What the task asks:
In the listing below, the lines from the first through the one with "than the modulus." are to be copied word for word.

Source information:
·····

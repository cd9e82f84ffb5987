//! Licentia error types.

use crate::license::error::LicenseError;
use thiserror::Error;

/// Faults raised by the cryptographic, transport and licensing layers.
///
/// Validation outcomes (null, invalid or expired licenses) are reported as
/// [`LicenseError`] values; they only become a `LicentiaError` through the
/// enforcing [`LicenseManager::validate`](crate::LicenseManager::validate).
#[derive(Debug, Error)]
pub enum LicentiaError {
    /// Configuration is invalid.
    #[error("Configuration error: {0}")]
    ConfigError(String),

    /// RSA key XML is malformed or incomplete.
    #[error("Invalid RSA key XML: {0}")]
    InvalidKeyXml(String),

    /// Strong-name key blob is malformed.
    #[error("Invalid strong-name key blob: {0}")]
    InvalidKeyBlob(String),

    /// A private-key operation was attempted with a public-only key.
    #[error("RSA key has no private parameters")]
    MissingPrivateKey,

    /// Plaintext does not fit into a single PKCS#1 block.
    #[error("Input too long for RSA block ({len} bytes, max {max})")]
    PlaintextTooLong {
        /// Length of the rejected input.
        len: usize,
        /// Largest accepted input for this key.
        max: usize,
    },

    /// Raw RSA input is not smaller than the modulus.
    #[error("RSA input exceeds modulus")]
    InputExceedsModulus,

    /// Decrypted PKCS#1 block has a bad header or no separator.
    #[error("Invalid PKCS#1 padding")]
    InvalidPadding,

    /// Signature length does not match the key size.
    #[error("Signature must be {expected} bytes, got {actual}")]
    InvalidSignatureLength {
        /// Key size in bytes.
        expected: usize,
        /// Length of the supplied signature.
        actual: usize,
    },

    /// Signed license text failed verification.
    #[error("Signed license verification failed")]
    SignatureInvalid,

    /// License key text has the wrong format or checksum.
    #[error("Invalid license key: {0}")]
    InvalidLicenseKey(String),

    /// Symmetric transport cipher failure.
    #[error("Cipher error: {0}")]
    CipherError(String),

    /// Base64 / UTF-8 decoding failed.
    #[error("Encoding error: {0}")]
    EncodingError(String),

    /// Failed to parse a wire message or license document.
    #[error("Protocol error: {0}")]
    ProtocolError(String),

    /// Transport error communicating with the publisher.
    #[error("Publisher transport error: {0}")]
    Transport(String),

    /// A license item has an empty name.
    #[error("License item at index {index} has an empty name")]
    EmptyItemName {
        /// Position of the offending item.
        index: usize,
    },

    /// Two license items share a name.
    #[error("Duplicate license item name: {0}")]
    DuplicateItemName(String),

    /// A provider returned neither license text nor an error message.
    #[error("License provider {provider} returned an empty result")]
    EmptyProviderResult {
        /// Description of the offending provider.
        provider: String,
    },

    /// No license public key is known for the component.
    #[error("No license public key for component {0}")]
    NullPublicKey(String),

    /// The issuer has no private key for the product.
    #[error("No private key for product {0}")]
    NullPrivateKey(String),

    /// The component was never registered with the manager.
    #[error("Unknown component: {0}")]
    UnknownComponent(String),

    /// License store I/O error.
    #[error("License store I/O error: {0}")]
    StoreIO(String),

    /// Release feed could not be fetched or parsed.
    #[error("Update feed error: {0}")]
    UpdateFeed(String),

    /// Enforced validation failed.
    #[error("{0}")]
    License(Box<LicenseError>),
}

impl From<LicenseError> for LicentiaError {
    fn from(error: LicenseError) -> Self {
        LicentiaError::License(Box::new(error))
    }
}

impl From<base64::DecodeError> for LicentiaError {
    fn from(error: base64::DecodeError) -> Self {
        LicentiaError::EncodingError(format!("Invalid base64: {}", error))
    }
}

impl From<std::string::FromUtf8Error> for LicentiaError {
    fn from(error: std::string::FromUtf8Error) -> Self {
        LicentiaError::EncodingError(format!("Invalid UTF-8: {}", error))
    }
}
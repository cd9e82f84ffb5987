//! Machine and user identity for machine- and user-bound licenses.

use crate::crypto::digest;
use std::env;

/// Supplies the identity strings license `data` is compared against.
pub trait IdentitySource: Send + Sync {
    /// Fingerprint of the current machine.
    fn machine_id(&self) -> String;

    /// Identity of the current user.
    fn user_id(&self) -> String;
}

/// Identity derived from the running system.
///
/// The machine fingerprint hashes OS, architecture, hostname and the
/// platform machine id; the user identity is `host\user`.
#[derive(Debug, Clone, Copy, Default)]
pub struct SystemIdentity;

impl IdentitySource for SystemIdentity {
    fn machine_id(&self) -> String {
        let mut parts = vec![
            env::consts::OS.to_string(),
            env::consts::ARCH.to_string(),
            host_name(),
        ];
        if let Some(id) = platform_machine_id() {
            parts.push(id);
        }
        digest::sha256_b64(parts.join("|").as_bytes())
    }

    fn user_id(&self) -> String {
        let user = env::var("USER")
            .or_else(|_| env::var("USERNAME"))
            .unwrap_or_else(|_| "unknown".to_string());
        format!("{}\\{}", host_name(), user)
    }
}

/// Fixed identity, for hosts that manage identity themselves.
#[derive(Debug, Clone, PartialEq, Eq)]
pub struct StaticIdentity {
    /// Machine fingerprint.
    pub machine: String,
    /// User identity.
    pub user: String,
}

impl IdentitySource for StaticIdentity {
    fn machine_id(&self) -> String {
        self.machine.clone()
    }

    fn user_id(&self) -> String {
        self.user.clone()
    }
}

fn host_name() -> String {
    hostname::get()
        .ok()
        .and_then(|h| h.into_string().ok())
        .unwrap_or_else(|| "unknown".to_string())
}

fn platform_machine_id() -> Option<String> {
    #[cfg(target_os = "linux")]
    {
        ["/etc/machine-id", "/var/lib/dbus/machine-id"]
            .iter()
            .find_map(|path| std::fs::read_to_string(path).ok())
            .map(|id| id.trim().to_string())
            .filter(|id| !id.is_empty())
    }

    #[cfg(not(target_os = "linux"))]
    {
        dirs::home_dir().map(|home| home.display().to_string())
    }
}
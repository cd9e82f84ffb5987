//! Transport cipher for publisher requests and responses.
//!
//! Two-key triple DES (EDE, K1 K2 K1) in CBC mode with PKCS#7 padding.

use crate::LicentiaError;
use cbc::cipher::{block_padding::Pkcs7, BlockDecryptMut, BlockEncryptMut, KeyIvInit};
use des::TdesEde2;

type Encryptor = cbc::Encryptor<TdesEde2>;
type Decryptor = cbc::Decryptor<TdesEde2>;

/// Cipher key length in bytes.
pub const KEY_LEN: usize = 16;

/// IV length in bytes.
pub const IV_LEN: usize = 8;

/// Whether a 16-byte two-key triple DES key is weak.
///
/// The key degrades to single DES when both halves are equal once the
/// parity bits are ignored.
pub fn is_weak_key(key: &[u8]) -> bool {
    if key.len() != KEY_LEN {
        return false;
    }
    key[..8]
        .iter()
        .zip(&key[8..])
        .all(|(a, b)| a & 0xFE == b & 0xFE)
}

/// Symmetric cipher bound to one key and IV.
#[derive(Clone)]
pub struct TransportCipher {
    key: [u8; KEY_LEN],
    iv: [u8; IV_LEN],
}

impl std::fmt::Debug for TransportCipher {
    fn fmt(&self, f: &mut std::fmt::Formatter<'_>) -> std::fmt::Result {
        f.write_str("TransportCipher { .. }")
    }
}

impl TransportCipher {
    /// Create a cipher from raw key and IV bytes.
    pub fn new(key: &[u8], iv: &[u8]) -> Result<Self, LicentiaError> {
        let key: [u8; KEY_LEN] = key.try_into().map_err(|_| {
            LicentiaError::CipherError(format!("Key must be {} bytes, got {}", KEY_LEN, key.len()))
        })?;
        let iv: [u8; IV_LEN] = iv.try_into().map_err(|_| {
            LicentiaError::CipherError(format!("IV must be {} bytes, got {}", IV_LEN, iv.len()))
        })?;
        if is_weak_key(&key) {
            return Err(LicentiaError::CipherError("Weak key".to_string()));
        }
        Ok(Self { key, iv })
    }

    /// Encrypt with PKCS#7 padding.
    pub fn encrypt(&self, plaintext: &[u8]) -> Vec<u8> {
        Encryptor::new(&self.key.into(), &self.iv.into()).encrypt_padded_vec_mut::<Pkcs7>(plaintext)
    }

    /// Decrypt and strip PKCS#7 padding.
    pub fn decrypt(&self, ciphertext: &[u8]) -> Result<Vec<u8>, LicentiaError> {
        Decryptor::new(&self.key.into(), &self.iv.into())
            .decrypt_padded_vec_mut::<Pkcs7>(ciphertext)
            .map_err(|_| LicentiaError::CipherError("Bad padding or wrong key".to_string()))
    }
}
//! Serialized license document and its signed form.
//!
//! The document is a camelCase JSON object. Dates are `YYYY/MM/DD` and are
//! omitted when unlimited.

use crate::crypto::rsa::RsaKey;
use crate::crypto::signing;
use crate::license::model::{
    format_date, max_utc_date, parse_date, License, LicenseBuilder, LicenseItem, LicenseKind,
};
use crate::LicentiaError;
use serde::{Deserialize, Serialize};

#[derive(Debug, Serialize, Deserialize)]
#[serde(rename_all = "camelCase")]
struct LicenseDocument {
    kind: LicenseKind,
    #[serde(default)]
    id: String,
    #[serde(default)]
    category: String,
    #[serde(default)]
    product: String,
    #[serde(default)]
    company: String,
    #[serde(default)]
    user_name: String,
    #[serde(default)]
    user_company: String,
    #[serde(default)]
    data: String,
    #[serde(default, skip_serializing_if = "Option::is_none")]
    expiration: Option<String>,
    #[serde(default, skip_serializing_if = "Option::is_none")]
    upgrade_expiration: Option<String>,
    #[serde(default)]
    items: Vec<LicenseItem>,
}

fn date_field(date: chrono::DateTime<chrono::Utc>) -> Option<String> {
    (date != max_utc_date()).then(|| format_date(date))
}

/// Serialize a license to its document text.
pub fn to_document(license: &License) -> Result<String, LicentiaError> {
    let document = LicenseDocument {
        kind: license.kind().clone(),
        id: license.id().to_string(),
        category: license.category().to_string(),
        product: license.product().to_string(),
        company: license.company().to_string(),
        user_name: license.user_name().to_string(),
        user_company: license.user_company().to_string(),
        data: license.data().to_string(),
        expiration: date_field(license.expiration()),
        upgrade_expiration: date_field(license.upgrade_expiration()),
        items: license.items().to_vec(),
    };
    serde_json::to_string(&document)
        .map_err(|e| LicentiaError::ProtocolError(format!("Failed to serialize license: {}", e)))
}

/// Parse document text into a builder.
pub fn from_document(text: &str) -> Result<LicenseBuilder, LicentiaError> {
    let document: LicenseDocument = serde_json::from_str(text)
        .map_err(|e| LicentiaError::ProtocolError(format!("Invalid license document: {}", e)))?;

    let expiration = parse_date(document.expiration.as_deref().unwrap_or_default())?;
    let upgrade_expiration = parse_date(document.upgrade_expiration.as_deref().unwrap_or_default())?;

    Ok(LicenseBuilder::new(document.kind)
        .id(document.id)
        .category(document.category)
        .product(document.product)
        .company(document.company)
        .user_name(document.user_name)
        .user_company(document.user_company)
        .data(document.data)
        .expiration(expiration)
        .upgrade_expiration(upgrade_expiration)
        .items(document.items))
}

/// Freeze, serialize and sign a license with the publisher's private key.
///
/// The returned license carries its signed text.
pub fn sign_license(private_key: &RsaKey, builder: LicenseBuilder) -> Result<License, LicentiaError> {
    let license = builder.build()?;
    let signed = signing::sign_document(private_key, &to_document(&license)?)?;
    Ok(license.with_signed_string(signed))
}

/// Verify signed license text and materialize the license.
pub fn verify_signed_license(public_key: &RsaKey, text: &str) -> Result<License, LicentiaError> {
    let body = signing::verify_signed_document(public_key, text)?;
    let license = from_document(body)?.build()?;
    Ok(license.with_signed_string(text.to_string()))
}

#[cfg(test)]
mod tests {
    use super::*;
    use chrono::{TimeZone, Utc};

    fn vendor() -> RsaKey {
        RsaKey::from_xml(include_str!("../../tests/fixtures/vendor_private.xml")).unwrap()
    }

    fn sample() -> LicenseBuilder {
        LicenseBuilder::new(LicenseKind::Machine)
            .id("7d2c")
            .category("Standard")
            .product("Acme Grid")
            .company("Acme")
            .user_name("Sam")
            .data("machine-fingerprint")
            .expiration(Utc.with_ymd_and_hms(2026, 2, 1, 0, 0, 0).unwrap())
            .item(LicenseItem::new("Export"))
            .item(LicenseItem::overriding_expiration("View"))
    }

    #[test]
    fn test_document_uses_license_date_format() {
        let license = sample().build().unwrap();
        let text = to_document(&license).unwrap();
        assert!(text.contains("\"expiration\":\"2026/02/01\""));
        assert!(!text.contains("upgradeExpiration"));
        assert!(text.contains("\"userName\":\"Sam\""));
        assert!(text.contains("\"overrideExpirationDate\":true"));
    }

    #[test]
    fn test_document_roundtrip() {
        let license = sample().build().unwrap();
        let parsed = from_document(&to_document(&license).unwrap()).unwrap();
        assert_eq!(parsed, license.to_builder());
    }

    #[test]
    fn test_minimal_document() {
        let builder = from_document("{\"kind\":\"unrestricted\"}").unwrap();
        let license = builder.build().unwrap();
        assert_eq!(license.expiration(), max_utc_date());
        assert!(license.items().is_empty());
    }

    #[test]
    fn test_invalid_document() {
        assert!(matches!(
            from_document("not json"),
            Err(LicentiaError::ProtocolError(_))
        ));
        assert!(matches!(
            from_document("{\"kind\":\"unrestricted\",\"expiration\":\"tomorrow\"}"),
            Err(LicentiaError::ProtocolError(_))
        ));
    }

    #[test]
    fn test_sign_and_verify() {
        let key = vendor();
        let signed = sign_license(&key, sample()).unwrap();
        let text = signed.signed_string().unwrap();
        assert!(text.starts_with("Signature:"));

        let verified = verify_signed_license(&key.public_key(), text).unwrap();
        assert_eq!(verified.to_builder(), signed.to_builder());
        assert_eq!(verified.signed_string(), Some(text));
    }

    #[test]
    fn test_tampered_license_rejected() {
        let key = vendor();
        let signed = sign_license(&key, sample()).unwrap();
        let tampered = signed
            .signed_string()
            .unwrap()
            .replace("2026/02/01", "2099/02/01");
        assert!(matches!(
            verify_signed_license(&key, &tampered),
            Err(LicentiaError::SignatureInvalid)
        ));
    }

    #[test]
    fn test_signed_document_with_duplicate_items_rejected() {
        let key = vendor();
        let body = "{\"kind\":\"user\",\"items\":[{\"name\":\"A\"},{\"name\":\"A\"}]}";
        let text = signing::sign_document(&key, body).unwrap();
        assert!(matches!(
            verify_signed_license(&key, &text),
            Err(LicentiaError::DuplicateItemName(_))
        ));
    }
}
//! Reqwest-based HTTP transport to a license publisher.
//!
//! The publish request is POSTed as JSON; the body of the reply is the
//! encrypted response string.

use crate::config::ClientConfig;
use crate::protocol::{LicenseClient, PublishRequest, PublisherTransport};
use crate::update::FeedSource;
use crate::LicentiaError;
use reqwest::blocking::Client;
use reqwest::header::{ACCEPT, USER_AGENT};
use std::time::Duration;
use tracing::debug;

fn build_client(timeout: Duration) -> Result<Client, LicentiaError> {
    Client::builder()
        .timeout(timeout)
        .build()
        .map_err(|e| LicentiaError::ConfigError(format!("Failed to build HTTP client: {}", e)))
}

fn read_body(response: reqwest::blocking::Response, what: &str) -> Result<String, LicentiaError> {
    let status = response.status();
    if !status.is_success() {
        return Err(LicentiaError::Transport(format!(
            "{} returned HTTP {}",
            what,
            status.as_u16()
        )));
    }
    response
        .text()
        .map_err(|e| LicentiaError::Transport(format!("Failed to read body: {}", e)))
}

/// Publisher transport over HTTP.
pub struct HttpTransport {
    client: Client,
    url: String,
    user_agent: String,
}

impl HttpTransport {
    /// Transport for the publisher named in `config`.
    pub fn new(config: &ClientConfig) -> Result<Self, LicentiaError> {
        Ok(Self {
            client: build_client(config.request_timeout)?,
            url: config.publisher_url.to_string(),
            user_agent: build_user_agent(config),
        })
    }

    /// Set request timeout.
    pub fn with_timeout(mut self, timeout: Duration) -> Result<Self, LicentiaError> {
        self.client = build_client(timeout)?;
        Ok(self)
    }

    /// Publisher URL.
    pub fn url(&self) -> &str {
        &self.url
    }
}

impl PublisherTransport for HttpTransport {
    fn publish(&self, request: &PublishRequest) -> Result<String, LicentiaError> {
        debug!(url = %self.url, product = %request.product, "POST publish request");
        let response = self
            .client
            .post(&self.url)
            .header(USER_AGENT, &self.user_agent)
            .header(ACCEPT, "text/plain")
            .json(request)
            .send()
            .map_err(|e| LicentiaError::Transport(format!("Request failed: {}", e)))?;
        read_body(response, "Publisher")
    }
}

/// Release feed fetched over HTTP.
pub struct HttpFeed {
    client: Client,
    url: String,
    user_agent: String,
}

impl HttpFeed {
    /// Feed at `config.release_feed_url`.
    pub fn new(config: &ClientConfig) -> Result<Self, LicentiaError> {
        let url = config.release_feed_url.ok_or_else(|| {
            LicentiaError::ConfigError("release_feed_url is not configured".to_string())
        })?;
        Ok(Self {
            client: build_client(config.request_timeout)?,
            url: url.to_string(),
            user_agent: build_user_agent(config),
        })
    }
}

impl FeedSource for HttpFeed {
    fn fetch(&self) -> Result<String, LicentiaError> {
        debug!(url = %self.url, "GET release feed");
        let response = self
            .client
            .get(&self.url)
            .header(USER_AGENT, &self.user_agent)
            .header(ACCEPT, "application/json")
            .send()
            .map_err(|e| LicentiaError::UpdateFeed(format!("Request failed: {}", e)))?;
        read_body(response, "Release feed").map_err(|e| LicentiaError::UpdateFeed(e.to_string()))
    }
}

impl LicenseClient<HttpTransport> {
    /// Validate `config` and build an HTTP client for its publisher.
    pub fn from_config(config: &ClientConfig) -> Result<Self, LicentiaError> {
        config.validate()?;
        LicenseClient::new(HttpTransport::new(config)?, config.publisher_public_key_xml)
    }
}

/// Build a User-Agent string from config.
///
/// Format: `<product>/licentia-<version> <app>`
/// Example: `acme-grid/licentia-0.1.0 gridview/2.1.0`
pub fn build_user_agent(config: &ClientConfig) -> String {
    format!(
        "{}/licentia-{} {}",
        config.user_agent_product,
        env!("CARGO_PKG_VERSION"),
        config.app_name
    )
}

·····

Answer space:
repository cd9e82f84ffb5987
//! Licentia error types.

use crate::license::error::LicenseError;
use thiserror::Error;

/// Faults raised by the cryptographic, transport and licensing layers.
///
/// Validation outcomes (null, invalid or expired licenses) are reported as
/// [`LicenseError`] values; they only become a `LicentiaError` through the
/// enforcing [`LicenseManager::validate`](crate::LicenseManager::validate).
#[derive(Debug, Error)]
pub enum LicentiaError {
    /// Configuration is invalid.
    #[error("Configuration error: {0}")]
    ConfigError(String),

    /// RSA key XML is malformed or incomplete.
    #[error("Invalid RSA key XML: {0}")]
    InvalidKeyXml(String),

    /// Strong-name key blob is malformed.
    #[error("Invalid strong-name key blob: {0}")]
    InvalidKeyBlob(String),

    /// A private-key operation was attempted with a public-only key.
    #[error("RSA key has no private parameters")]
    MissingPrivateKey,

    /// Plaintext does not fit into a single PKCS#1 block.
    #[error("Input too long for RSA block ({len} bytes, max {max})")]
    PlaintextTooLong {
        /// Length of the rejected input.
        len: usize,
        /// Largest accepted input for this key.
        max: usize,
    },

    /// Raw RSA input is not smaller than the modulus.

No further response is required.